Demikian pula tatkala mendapati saudara berbuat zhalim, maka sudah menjadi
kewajiban kita untuk mengingatkannya, bukan sekedar bersyukur, “Yang penting
kita tidak melakukannya.”
Rasulullah SAW bersabda, “Tolonglah saudara, baik ia melakukan kezhaliman
ataupun ketika dia dizhalimi.”
Seorang laki-laki bertanya, “Wahai Rasulullah, saya memang harus menolongnya
ketika dizhalimi, lalu bagaimana jika ia melakukan kezhaliman. Bagaimana saya
harus menolongnya?”
Rasulullah menjawab, “Kamu menghalanginya untuk tidak melakukan zhalim, berarti
kamu telah menolongnya,” (HR Muttafaqun’alaihi)

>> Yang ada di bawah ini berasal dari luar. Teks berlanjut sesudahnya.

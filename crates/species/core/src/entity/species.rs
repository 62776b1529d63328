//! National-dex numbers referenced by the stat rules and classification tables.

use super::SpeciesId;

pub const ARTICUNO: SpeciesId = SpeciesId(144);
pub const ZAPDOS: SpeciesId = SpeciesId(145);
pub const MOLTRES: SpeciesId = SpeciesId(146);
pub const MEWTWO: SpeciesId = SpeciesId(150);
pub const MEW: SpeciesId = SpeciesId(151);
pub const RAIKOU: SpeciesId = SpeciesId(243);
pub const ENTEI: SpeciesId = SpeciesId(244);
pub const SUICUNE: SpeciesId = SpeciesId(245);
pub const LUGIA: SpeciesId = SpeciesId(249);
pub const HO_OH: SpeciesId = SpeciesId(250);
pub const CELEBI: SpeciesId = SpeciesId(251);
pub const SHEDINJA: SpeciesId = SpeciesId(292);
pub const REGIROCK: SpeciesId = SpeciesId(377);
pub const REGICE: SpeciesId = SpeciesId(378);
pub const REGISTEEL: SpeciesId = SpeciesId(379);
pub const LATIAS: SpeciesId = SpeciesId(380);
pub const LATIOS: SpeciesId = SpeciesId(381);
pub const KYOGRE: SpeciesId = SpeciesId(382);
pub const GROUDON: SpeciesId = SpeciesId(383);
pub const RAYQUAZA: SpeciesId = SpeciesId(384);
pub const JIRACHI: SpeciesId = SpeciesId(385);
pub const DEOXYS: SpeciesId = SpeciesId(386);
pub const UXIE: SpeciesId = SpeciesId(480);
pub const MESPRIT: SpeciesId = SpeciesId(481);
pub const AZELF: SpeciesId = SpeciesId(482);
pub const DIALGA: SpeciesId = SpeciesId(483);
pub const PALKIA: SpeciesId = SpeciesId(484);
pub const HEATRAN: SpeciesId = SpeciesId(485);
pub const REGIGIGAS: SpeciesId = SpeciesId(486);
pub const GIRATINA: SpeciesId = SpeciesId(487);
pub const CRESSELIA: SpeciesId = SpeciesId(488);
pub const PHIONE: SpeciesId = SpeciesId(489);
pub const MANAPHY: SpeciesId = SpeciesId(490);
pub const DARKRAI: SpeciesId = SpeciesId(491);
pub const SHAYMIN: SpeciesId = SpeciesId(492);
pub const ARCEUS: SpeciesId = SpeciesId(493);
pub const VICTINI: SpeciesId = SpeciesId(494);
pub const COBALION: SpeciesId = SpeciesId(638);
pub const TERRAKION: SpeciesId = SpeciesId(639);
pub const VIRIZION: SpeciesId = SpeciesId(640);
pub const TORNADUS: SpeciesId = SpeciesId(641);
pub const THUNDURUS: SpeciesId = SpeciesId(642);
pub const RESHIRAM: SpeciesId = SpeciesId(643);
pub const ZEKROM: SpeciesId = SpeciesId(644);
pub const LANDORUS: SpeciesId = SpeciesId(645);
pub const KYUREM: SpeciesId = SpeciesId(646);
pub const KELDEO: SpeciesId = SpeciesId(647);
pub const MELOETTA: SpeciesId = SpeciesId(648);
pub const GENESECT: SpeciesId = SpeciesId(649);
pub const XERNEAS: SpeciesId = SpeciesId(716);
pub const YVELTAL: SpeciesId = SpeciesId(717);
pub const ZYGARDE: SpeciesId = SpeciesId(718);
pub const DIANCIE: SpeciesId = SpeciesId(719);
pub const HOOPA: SpeciesId = SpeciesId(720);
pub const VOLCANION: SpeciesId = SpeciesId(721);
pub const TYPE_NULL: SpeciesId = SpeciesId(772);
pub const SILVALLY: SpeciesId = SpeciesId(773);
pub const TAPU_KOKO: SpeciesId = SpeciesId(785);
pub const TAPU_LELE: SpeciesId = SpeciesId(786);
pub const TAPU_BULU: SpeciesId = SpeciesId(787);
pub const TAPU_FINI: SpeciesId = SpeciesId(788);
pub const COSMOG: SpeciesId = SpeciesId(789);
pub const COSMOEM: SpeciesId = SpeciesId(790);
pub const SOLGALEO: SpeciesId = SpeciesId(791);
pub const LUNALA: SpeciesId = SpeciesId(792);
pub const NIHILEGO: SpeciesId = SpeciesId(793);
pub const BUZZWOLE: SpeciesId = SpeciesId(794);
pub const PHEROMOSA: SpeciesId = SpeciesId(795);
pub const XURKITREE: SpeciesId = SpeciesId(796);
pub const CELESTEELA: SpeciesId = SpeciesId(797);
pub const KARTANA: SpeciesId = SpeciesId(798);
pub const GUZZLORD: SpeciesId = SpeciesId(799);
pub const NECROZMA: SpeciesId = SpeciesId(800);
pub const MAGEARNA: SpeciesId = SpeciesId(801);
pub const MARSHADOW: SpeciesId = SpeciesId(802);
pub const POIPOLE: SpeciesId = SpeciesId(803);
pub const NAGANADEL: SpeciesId = SpeciesId(804);
pub const STAKATAKA: SpeciesId = SpeciesId(805);
pub const BLACEPHALON: SpeciesId = SpeciesId(806);
pub const ZERAORA: SpeciesId = SpeciesId(807);

pub const LEGENDARIES: &[SpeciesId] = &[
    ARTICUNO, ZAPDOS, MOLTRES, MEWTWO, MEW, RAIKOU, ENTEI, SUICUNE, LUGIA, HO_OH, CELEBI,
    REGIROCK, REGICE, REGISTEEL, LATIAS, LATIOS, KYOGRE, GROUDON, RAYQUAZA, JIRACHI, DEOXYS,
    UXIE, MESPRIT, AZELF, DIALGA, PALKIA, HEATRAN, REGIGIGAS, GIRATINA, CRESSELIA, PHIONE,
    MANAPHY, DARKRAI, SHAYMIN, ARCEUS, VICTINI, COBALION, TERRAKION, VIRIZION, TORNADUS,
    THUNDURUS, RESHIRAM, ZEKROM, LANDORUS, KYUREM, KELDEO, MELOETTA, GENESECT, XERNEAS,
    YVELTAL, ZYGARDE, DIANCIE, HOOPA, VOLCANION, TYPE_NULL, SILVALLY, TAPU_KOKO, TAPU_LELE,
    TAPU_BULU, TAPU_FINI, COSMOG, COSMOEM, SOLGALEO, LUNALA, NECROZMA, MAGEARNA, MARSHADOW,
    ZERAORA,
];

/// Box legendaries and their pre-evolutions.
pub const STRONG_LEGENDARIES: &[SpeciesId] = &[
    MEWTWO, LUGIA, HO_OH, KYOGRE, GROUDON, RAYQUAZA, DIALGA, PALKIA, REGIGIGAS, GIRATINA,
    ARCEUS, RESHIRAM, ZEKROM, KYUREM, XERNEAS, YVELTAL, COSMOG, COSMOEM, SOLGALEO, LUNALA,
];

pub const ULTRA_BEASTS: &[SpeciesId] = &[
    NIHILEGO, BUZZWOLE, PHEROMOSA, XURKITREE, CELESTEELA, KARTANA, GUZZLORD, POIPOLE,
    NAGANADEL, STAKATAKA, BLACEPHALON,
];
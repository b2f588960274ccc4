#![allow(unreachable_pub)]
#![allow(clippy::needless_pass_by_value)]

//! # Macros
//!
//! Procedural macros shared by the `ParcelHub` crates.
//!
//! ## Usage
//! ```toml
//! [dependencies]
//! phub-derive.workspace = true
//! thiserror.workspace = true
//! ```
//!
//! The generated code refers to `::thiserror`, so every consumer must depend on it directly.

mod macros;

use proc_macro::TokenStream;
use syn::{DeriveInput, parse_macro_input};

/// Attribute macro for defining crate-level error enums.
///
/// # Features
///
/// * **Automatic Derives**: Injects `#[derive(Debug, thiserror::Error)]` unless already present.
/// * **Context Support**: Generates a companion `...Ext` trait that adds `.context()`
///   to any `Result` that can be converted into this error type.
/// * **Standard Conversions**: Implements `From<T>` for variants containing a `source` field,
///   enabling the use of the `?` operator for upstream errors.
/// * **Internal Fallback**: Provides `From<&'static str>` and `From<String>` implementations
///   if an `Internal` variant is present.
/// * **Kind Tag**: Generates `fn kind(&self) -> &'static str` returning the variant name,
///   used as a structured `tracing` field.
///
/// # Requirements
///
/// 1. The macro must be applied to an **enum** with named-field variants.
/// 2. Variants that support context must include a `context: Option<Cow<'static, str>>` field.
/// 3. Variants wrapping external errors must include a `source: T` field or a field marked
///    with `#[source]`/`#[from]`, and must also carry a `context` field.
///
/// # Example
///
/// ```rust,ignore
/// use std::borrow::Cow;
///
/// #[phub_derive::phub_error]
/// pub enum StoreError {
///     #[error("Record not found{}: {message}", format_context(.context))]
///     NotFound { message: Cow<'static, str>, context: Option<Cow<'static, str>> },
///
///     #[error("Internal store error{}: {message}", format_context(.context))]
///     Internal { message: Cow<'static, str>, context: Option<Cow<'static, str>> },
/// }
///
/// fn lookup(id: i64) -> Result<(), StoreError> {
///     Err(format!("no record {id}").into())
/// }
///
/// let err = lookup(7).context("Renaming carrier").unwrap_err();
/// assert_eq!(err.kind(), "Internal");
/// ```
#[proc_macro_attribute]
pub fn phub_error(_args: TokenStream, item: TokenStream) -> TokenStream {
    let input = parse_macro_input!(item as DeriveInput);
    macros::error::expand_derive(input).into()
}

Ilmu kita tidak ada kecuali sedikit. Masa yang kita lalui sekarang teramat jauh
jaraknya dari masa-masa kejayaan Raulullah. Hingga, tak cukup banyak yang mampu
kita petik dari perjalanan beliau. Bukan karena Nabi tak meninggalkan apa-apa. Tidak. Itu semua semata-mata karena
kejahilan kita.
Gelar boleh berderet, pengalaman segudang, namun tidak sedikit justru itu semua
yang menjadi sekat bagi nurani. Menjadi hijab bagi masuknya hidayah. Nasihat
bukan lagi menjadi kesenangan, malah menjadi su’uzhan (buruk sangka), bahkan
menjatuhkan.
Kalau dalam ukhuwah terjadi perbedaan pendapat, perbedaan karakter, maka itu
semua hal yang wajar. Rasulullah telah me- ngumpulkan sosok-sosok pilihan
dengan karakter-karakter khas yang semuanya diarahkan untuk pengembangan
dakwah. Semua potensi itu diarahkan tanpa melemahkan salah satunya. Semuanya
memiliki keunggulan.
Apakah itu berarti hubungan Rasulullah bersama para sahabatnya berjalan mulus,
adem ayem, bebas dari perselisihan dan perdebatan? Tentu saja tidak.
Umar bin Khaththab adalah sosok yang keras dan tegas. Dia mungkin menjadi salah
satu sahabat yang kritis terhadap Rasulullah. Dan sebagai Rasul, Muhammad tidak
lantas menggunakan otoritasnya menjadi seorang yang ‘tidak bias dibantah’ atau
‘tidak bisa dikritik’. Sungguh, Nabi Muhammad adalah sebaik-baik pemimpin.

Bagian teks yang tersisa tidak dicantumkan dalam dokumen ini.